Und dabei ist noch meine Crash Warnung"-Flagge draußen! Wenn Sie die ignorieren, dann nur auf eigene Verantwortung! Die Fed pumpt immer noch 4 Mrd. Dollar neues Geld ins System, jeden Tag. Und die US-Bundesregierung erhöht die Schulden um 5 Mrd. Dollar, jeden Tag.
Mit dieser Unterstützung sollten die Aktienkurse eigentlich steigen. "Don't fight the Fed" sagen alte Hasen.
Aber passen sie auf. Die Fed könnte die Kontrolle verloren haben. Die Große Korrektur" geht nicht weg. Sie intensiviert sich. Wie Sie wissen - da draußen ist Krieg. Die Fed gegen die Märkte. Die Märkte wollen eine Veränderung. Die Fed kämpft um den Status Quo.
Das ist ein alter Kampf. Aber diese Phase dauert nun schon mehr als zehn Jahre an. Die Märkte wollen nach unten...ihre Fehler korrigieren...die Schuldenlast im System reduzieren. Und die Fed schlägt zurück, mit überwältigender Feuerkraft - sie zwingt die Preise nach oben...neue Schulden...hält Pleiten auf. Und der Kampf wird heißer.
Was soll man davon halten? Die Fed kann Reichtum zerstören. Sie kann Pleiten verhindern. Aber nur der private Sektor kann Reichtum schaffen.

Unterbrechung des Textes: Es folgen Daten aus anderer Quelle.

//! Attribute casts.
//!
//! A cast converts between the value stored in a model's attribute map
//! (whatever the driver returned, or what the caller set) and the typed
//! value handed out by [`Model::get`](crate::Model::get).
//!
//! Casts also define attribute equality for dirty tracking: two raw values
//! are equal when their cast forms are equal. Uncast attributes compare
//! with plain [`Value`] equality, so `Int(1)` and `String("1")` differ.

use chrono::{DateTime, NaiveDate, NaiveDateTime};
use quarry_query::{QueryError, QueryResult, Value};

const DATETIME_FORMATS: &[&str] = &[
    "%Y-%m-%d %H:%M:%S",
    "%Y-%m-%d %H:%M:%S%.f",
    "%Y-%m-%dT%H:%M:%S",
    "%Y-%m-%dT%H:%M:%S%.f",
    "%Y-%m-%dT%H:%M:%SZ",
];

/// Target type of an attribute cast.
#[derive(Debug, Clone, Copy, PartialEq, Eq, Hash)]
pub enum Cast {
    /// 64-bit integer.
    Int,
    /// Double precision float.
    Float,
    /// Boolean, from integers and strings following SQL truthiness.
    Bool,
    /// Text.
    String,
    /// JSON document, decoded from text.
    Json,
    /// Calendar date.
    Date,
    /// Date and time.
    DateTime,
    /// Unix timestamp in seconds; stored as a datetime.
    Timestamp,
}

impl Cast {
    /// Parse a cast name (`int`, `integer`, `bool`, `json`, `array`, ...).
    pub fn parse(name: &str) -> Option<Self> {
        Some(match name.trim().to_lowercase().as_str() {
            "int" | "integer" => Self::Int,
            "float" | "double" | "real" => Self::Float,
            "bool" | "boolean" => Self::Bool,
            "string" => Self::String,
            "json" | "array" | "object" => Self::Json,
            "date" => Self::Date,
            "datetime" => Self::DateTime,
            "timestamp" => Self::Timestamp,
            _ => return None,
        })
    }

    /// Convert a raw attribute value to the cast type. `Null` stays `Null`.
    pub fn get(&self, key: &str, value: &Value) -> QueryResult<Value> {
        if value.is_null() {
            return Ok(Value::Null);
        }
        let invalid = || {
            QueryError::invalid_cast(key, format!("cannot cast {:?} to {:?}", value, self))
        };

        match self {
            Self::Int => match value {
                Value::Float(f) => Ok(Value::Int(f.trunc() as i64)),
                other => other.as_i64().map(Value::Int).ok_or_else(invalid),
            },
            Self::Float => value.as_f64().map(Value::Float).ok_or_else(invalid),
            Self::Bool => value.as_bool().map(Value::Bool).ok_or_else(invalid),
            Self::String => Ok(match value {
                Value::String(s) => Value::String(s.clone()),
                other => Value::String(other.to_string()),
            }),
            Self::Json => match value {
                Value::Json(j) => Ok(Value::Json(j.clone())),
                Value::String(s) => serde_json::from_str(s).map(Value::Json).map_err(|e| {
                    QueryError::invalid_cast(key, format!("invalid JSON: {}", e))
                }),
                other => Ok(Value::Json(other.to_json())),
            },
            Self::Date => to_datetime(value)
                .map(|dt| Value::Date(dt.date()))
                .ok_or_else(invalid),
            Self::DateTime => to_datetime(value).map(Value::DateTime).ok_or_else(invalid),
            Self::Timestamp => to_datetime(value)
                .map(|dt| Value::Int(dt.and_utc().timestamp()))
                .ok_or_else(invalid),
        }
    }

    /// Convert a value being assigned into the form kept in the attribute map.
    pub fn set(&self, key: &str, value: &Value) -> QueryResult<Value> {
        match self {
            Self::Timestamp => Self::DateTime.get(key, value),
            other => other.get(key, value),
        }
    }

    /// Whether two raw values are equal once cast.
    pub fn equivalent(&self, key: &str, a: &Value, b: &Value) -> bool {
        match (self.get(key, a), self.get(key, b)) {
            (Ok(a), Ok(b)) => a == b,
            _ => a == b,
        }
    }
}

/// Interpret a value as a datetime: dates, datetimes, common text formats
/// and unix timestamps.
pub fn to_datetime(value: &Value) -> Option<NaiveDateTime> {
    match value {
        Value::DateTime(dt) => Some(*dt),
        Value::Date(d) => d.and_hms_opt(0, 0, 0),
        Value::Int(secs) => DateTime::from_timestamp(*secs, 0).map(|dt| dt.naive_utc()),
        Value::String(s) => {
            let s = s.trim();
            DATETIME_FORMATS
                .iter()
                .find_map(|fmt| NaiveDateTime::parse_from_str(s, fmt).ok())
                .or_else(|| {
                    NaiveDate::parse_from_str(s, "%Y-%m-%d")
                        .ok()
                        .and_then(|d| d.and_hms_opt(0, 0, 0))
                })
        }
        _ => None,
    }
}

Dann: Je mehr die Fed und die Regierung an den Märkten intervenieren, desto grotesker wird das Ergebnis. Regulierungen, Bailouts, Subventionen - alles das ändert und pervertiert das natürliche Ergebnis der Marktkräfte.
Dann: Die Fed schafft mit ihrem Versuch, eine Korrektur des Marktes zu verhindern, neue überwältigende und nicht vorhergesehene Probleme. Sie stecken Geld ins System, um Investitionen und Konsum zu stärken. Das Geld lässt die Aktienkurse steigen - die Investoren haben dann mehr Reichtum" auszugeben. Aber das verführt auch Spekulanten zu riskanten Geschäften...und lässt den Ölpreis steigen. Dann leiden Unternehmen und Konsumenten unter höheren Energiekosten....und sie haben weniger Geld für andere Dinge.
Mal sehen, was dann als nächstes passieren wird.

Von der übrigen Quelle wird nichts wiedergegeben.